◆ Exercise objective ◆
For every line in the material below that holds "Stable", report the line.

◆ Dataset records ◆
┌──

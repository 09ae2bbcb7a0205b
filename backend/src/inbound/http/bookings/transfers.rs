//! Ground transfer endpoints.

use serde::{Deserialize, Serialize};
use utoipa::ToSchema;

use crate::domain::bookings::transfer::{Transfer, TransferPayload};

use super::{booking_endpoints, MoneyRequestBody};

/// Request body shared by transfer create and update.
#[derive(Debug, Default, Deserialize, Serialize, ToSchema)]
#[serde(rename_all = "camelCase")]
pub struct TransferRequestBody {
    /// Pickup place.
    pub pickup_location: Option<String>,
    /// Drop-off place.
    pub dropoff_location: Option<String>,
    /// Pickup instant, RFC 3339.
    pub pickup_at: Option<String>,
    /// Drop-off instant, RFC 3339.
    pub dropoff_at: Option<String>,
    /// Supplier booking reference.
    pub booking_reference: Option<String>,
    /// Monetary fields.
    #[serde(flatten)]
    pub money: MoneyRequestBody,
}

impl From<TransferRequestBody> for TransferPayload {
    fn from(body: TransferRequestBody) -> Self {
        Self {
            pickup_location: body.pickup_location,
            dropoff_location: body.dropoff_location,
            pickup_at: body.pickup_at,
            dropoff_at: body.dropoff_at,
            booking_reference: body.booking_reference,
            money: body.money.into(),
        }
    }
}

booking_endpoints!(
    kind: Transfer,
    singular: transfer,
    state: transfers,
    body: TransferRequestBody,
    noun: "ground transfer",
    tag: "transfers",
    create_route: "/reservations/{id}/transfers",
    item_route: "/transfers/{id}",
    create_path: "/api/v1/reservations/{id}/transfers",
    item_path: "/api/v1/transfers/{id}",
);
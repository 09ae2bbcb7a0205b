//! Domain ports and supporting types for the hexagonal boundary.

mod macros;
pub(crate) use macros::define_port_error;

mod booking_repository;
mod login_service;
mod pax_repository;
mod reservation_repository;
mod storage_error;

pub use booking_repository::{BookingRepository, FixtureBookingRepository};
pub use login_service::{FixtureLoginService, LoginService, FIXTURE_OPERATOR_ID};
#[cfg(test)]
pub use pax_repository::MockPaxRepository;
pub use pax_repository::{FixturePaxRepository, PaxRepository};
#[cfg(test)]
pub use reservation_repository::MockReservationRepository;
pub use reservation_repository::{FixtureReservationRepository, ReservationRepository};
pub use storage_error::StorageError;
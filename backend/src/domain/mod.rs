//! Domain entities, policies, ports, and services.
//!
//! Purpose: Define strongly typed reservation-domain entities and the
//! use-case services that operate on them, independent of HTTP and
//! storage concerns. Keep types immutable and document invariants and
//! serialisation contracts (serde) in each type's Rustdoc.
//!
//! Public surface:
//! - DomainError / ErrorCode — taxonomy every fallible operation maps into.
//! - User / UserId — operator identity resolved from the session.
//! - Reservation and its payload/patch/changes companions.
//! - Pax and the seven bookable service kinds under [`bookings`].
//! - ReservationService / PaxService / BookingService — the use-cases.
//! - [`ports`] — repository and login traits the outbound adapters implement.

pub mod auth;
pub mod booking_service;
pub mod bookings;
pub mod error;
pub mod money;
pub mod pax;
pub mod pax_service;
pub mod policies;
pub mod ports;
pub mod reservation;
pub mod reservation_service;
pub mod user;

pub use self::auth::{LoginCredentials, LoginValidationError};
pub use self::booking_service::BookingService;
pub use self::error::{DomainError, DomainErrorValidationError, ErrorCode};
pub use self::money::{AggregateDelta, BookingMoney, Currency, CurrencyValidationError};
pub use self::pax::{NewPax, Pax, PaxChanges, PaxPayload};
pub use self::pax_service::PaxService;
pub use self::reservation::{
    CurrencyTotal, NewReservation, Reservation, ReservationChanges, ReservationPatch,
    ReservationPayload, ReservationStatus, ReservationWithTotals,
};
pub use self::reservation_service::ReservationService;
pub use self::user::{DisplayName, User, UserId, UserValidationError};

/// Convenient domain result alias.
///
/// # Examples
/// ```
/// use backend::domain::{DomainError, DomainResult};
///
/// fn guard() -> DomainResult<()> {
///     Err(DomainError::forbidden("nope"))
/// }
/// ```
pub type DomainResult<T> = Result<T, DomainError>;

└──
┌──

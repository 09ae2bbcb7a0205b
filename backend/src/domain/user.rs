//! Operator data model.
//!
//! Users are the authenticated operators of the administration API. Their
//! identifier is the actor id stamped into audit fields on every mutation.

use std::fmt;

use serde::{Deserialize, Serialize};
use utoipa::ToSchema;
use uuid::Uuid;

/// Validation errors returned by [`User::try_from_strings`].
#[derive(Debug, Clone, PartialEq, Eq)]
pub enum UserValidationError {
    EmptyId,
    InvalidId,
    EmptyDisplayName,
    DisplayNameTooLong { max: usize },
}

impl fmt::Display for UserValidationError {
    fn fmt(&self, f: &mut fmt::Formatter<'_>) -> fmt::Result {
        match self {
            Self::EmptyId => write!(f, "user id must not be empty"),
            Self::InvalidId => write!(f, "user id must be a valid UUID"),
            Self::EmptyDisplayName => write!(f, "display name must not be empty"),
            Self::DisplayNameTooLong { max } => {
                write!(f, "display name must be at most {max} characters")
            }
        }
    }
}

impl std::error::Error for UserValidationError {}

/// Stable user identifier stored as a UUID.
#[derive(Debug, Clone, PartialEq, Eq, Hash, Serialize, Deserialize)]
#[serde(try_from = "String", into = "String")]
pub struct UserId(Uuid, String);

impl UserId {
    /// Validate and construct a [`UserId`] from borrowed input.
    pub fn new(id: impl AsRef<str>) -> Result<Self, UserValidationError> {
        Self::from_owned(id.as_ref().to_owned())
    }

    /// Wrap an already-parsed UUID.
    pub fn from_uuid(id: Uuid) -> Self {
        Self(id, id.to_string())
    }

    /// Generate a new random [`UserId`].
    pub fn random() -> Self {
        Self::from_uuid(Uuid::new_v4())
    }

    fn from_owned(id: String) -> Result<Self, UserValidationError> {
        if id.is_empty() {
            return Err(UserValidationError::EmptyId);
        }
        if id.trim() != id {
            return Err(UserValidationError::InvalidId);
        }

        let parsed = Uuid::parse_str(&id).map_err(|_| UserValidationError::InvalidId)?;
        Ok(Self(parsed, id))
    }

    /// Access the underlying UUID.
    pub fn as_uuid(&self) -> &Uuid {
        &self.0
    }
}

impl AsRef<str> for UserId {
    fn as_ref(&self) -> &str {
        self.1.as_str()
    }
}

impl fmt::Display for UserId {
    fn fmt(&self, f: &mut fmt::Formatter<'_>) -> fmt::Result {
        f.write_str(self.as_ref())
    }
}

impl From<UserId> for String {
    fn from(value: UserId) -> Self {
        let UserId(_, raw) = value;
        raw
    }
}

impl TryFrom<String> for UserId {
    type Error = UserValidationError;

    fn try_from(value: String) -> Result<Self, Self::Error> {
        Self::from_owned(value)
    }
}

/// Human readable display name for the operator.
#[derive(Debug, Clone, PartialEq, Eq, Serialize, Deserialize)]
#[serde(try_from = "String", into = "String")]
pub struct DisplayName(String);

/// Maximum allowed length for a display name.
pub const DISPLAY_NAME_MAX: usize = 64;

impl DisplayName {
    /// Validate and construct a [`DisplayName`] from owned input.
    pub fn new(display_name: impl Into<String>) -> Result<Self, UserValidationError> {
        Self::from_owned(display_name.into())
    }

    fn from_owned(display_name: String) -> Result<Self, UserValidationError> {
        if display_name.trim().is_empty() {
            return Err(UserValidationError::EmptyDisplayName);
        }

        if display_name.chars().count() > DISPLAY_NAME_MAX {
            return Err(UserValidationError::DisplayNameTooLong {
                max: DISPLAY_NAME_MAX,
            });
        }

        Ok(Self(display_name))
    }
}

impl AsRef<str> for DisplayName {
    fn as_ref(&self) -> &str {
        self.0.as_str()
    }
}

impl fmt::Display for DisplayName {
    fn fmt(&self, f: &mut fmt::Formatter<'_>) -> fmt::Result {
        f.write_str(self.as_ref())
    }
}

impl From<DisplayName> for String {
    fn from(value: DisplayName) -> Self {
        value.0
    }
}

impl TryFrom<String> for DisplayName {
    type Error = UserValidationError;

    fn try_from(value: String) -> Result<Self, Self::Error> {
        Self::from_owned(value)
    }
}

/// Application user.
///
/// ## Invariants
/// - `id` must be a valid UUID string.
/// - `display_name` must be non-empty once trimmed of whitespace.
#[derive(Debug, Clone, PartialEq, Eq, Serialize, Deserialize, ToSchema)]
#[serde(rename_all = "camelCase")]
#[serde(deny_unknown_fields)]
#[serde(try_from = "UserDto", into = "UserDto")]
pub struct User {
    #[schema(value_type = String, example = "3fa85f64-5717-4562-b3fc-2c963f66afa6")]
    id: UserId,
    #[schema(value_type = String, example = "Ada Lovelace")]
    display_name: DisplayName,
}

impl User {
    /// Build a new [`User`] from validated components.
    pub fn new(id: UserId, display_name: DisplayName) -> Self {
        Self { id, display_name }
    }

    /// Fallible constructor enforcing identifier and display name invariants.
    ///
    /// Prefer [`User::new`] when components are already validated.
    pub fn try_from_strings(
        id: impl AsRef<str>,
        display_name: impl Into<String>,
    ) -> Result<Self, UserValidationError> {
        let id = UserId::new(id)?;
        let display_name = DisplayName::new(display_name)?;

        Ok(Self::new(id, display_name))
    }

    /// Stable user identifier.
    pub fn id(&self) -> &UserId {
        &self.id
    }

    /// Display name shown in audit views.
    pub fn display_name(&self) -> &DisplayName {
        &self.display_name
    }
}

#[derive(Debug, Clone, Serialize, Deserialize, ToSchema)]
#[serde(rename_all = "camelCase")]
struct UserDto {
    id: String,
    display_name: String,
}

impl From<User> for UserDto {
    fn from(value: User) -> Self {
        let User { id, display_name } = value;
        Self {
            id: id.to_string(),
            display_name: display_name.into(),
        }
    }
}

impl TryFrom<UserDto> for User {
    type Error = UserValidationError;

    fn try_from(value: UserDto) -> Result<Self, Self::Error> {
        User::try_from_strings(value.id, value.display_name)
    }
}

└──

◆ Task answer ◆
/// Stable user identifier stored as a UUID.
    /// Stable user identifier.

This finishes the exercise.